A DUBLIN man forced his way into another man's home armed with a knife following a row between their daughters.
William Rodgers (41) has been convicted of a weapons charge after getting into the house, but a judge has called on the DPP to reconsider bringing another prosecution in the case.
Judge Anthony Halpin was commenting after reading a medical report detailing what had "happened to" Rodgers while he was intruding at the house.
Blanchardstown District Court heard that Rodger's wife had tried to stop him going to the house with the knife but he had been drinking on the evening.
Rodgers, with an address at Oliver Bond House, pleaded guilty to possessing a knife as a trespasser at the house at Neilstown Avenue, Clondalkin, on August 9, 2009.
He was put on a bond to keep the peace and be of good behaviour for a year.
The court heard the DPP had consented to the case being dealt with at District Court level on a guilty plea only.
Sgt Mary Doherty said that the incident happened at 6.30pm when Rodgers "armed with a knife, forced his way into the home of James Hardiman".
Questioned by the judge, the sergeant said she was unable to state what size the knife was, but the court heard it "wasn't a samurai sword".
Rodgers had 30 previous convictions for offences, including public order breaches and unlicensed casual trading.
"There had been an altercation between his daughter and the daughter of the household into which he went," solicitor Fiona Brennan said about the incident.
"He had too much to drink and took matters on himself. He was remonstrated with by his wife but went across the road anyway and this is the result."
Ms Brennan said Rodgers was taking the matter very seriously.

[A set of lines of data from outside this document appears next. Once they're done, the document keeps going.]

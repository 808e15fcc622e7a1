//! Field-level rules for the RSVP form.

use std::sync::OnceLock;

use regex::Regex;
use shared::{domain::FieldName, error::ValidationError};

pub const REQUIRED_MESSAGE: &str = "This field is required.";
const INVALID_EMAIL_MESSAGE: &str = "Please enter a valid email address.";
const INVALID_PHONE_MESSAGE: &str = "Please enter a valid phone number.";
const NAME_TOO_SHORT_MESSAGE: &str = "Name must be at least 2 characters.";
const NAME_TOO_LONG_MESSAGE: &str = "Name must be less than 100 characters.";

const MIN_NAME_CHARS: usize = 2;
const MAX_NAME_CHARS: usize = 100;
const MIN_PHONE_DIGITS: usize = 10;
const MAX_PHONE_DIGITS: usize = 15;

fn email_pattern() -> &'static Regex {
    static EMAIL: OnceLock<Regex> = OnceLock::new();
    EMAIL.get_or_init(|| Regex::new(r"^[^\s@]+@[^\s@]+\.[^\s@]+$").expect("email pattern"))
}

pub fn is_valid_email(value: &str) -> bool {
    email_pattern().is_match(value)
}

/// Accepts any formatting as long as 10 to 15 digits remain.
pub fn is_valid_phone(value: &str) -> bool {
    let digits = value.chars().filter(char::is_ascii_digit).count();
    (MIN_PHONE_DIGITS..=MAX_PHONE_DIGITS).contains(&digits)
}

/// Parses the leading integer of `value` the way browsers read number inputs
/// typed as free text: leading whitespace and sign are allowed, parsing stops
/// at the first non-digit, and no digits at all yields `None`.
pub fn parse_leading_int(value: &str) -> Option<i64> {
    let trimmed = value.trim_start();
    let (negative, rest) = match trimmed.as_bytes().first() {
        Some(b'-') => (true, &trimmed[1..]),
        Some(b'+') => (false, &trimmed[1..]),
        _ => (false, trimmed),
    };

    let digits: &str = rest
        .find(|c: char| !c.is_ascii_digit())
        .map_or(rest, |end| &rest[..end]);
    if digits.is_empty() {
        return None;
    }

    let magnitude = digits.bytes().fold(0i64, |acc, b| {
        acc.saturating_mul(10).saturating_add(i64::from(b - b'0'))
    });
    Some(if negative { -magnitude } else { magnitude })
}

/// Guest count as committed by the number input; anything unparseable or
/// negative counts as zero.
pub fn guest_count_from(value: &str) -> u32 {
    parse_leading_int(value)
        .map(|count| count.clamp(0, i64::from(u32::MAX)) as u32)
        .unwrap_or(0)
}

#[derive(Debug, Clone, Copy, PartialEq, Eq)]
pub enum Validator {
    Email,
    Phone,
    GuestName,
    GuestCount { max_guests: u32 },
}

impl Validator {
    pub fn for_field(field: FieldName, max_guests: u32) -> Option<Self> {
        match field {
            FieldName::Email => Some(Validator::Email),
            FieldName::Phone => Some(Validator::Phone),
            FieldName::GuestName => Some(Validator::GuestName),
            FieldName::GuestCount => Some(Validator::GuestCount { max_guests }),
            FieldName::GuestNames | FieldName::DietaryRestrictions | FieldName::SpecialRequests => {
                None
            }
        }
    }

    /// `value` must already be trimmed.
    pub fn check(self, value: &str) -> Result<(), String> {
        match self {
            Validator::Email if !is_valid_email(value) => Err(INVALID_EMAIL_MESSAGE.to_string()),
            Validator::Phone if !is_valid_phone(value) => Err(INVALID_PHONE_MESSAGE.to_string()),
            Validator::GuestName => {
                let chars = value.chars().count();
                if chars < MIN_NAME_CHARS {
                    Err(NAME_TOO_SHORT_MESSAGE.to_string())
                } else if chars > MAX_NAME_CHARS {
                    Err(NAME_TOO_LONG_MESSAGE.to_string())
                } else {
                    Ok(())
                }
            }
            Validator::GuestCount { max_guests } => match parse_leading_int(value) {
                Some(count) if (1..=i64::from(max_guests)).contains(&count) => Ok(()),
                _ => Err(format!("Guest count must be between 1 and {max_guests}.")),
            },
            Validator::Email | Validator::Phone => Ok(()),
        }
    }
}

#[derive(Debug, Clone, Copy, PartialEq, Eq)]
pub struct FieldRule {
    pub field: FieldName,
    pub required: bool,
    pub validator: Option<Validator>,
}

impl FieldRule {
    pub fn new(field: FieldName, required: bool, max_guests: u32) -> Self {
        Self {
            field,
            required,
            validator: Validator::for_field(field, max_guests),
        }
    }

    pub fn validate(&self, raw: &str) -> Result<(), ValidationError> {
        let value = raw.trim();
        if value.is_empty() {
            return if self.required {
                Err(ValidationError::new(self.field, REQUIRED_MESSAGE))
            } else {
                Ok(())
            };
        }

        match self.validator {
            Some(validator) => validator
                .check(value)
                .map_err(|message| ValidationError::new(self.field, message)),
            None => Ok(()),
        }
    }
}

She said that following his arrival at the house, both the accused and the householder were arrested and detained for questioning.
"It was deemed that my client should be charged in relation to the incident," she said.
Ms Brennan presented to the court a medical report detailing "what happened to" her client in the house when he arrived with the knife.
"Mr Rodgers is anxious to put this behind him, it's been an extremely difficult matter for him."
Judge Halpin asked if the other person had been dealt with by the courts.
The court heard no prosecution had been brought against the other party.
The judge said he felt the DPP "should reconsider" the matter.
A State solicitor confirmed: "The DPP's position is, they are considering possible further directions after this case has been finalised."
Judge Halpin said: "I think she should have regard to the medical report that I have seen here."
Details of the report were not read out to the court.
Judge Halpin added that the case preceded new legislation in relation to trespassers.
He bound Rodgers to the peace for a year in his own bond of €300.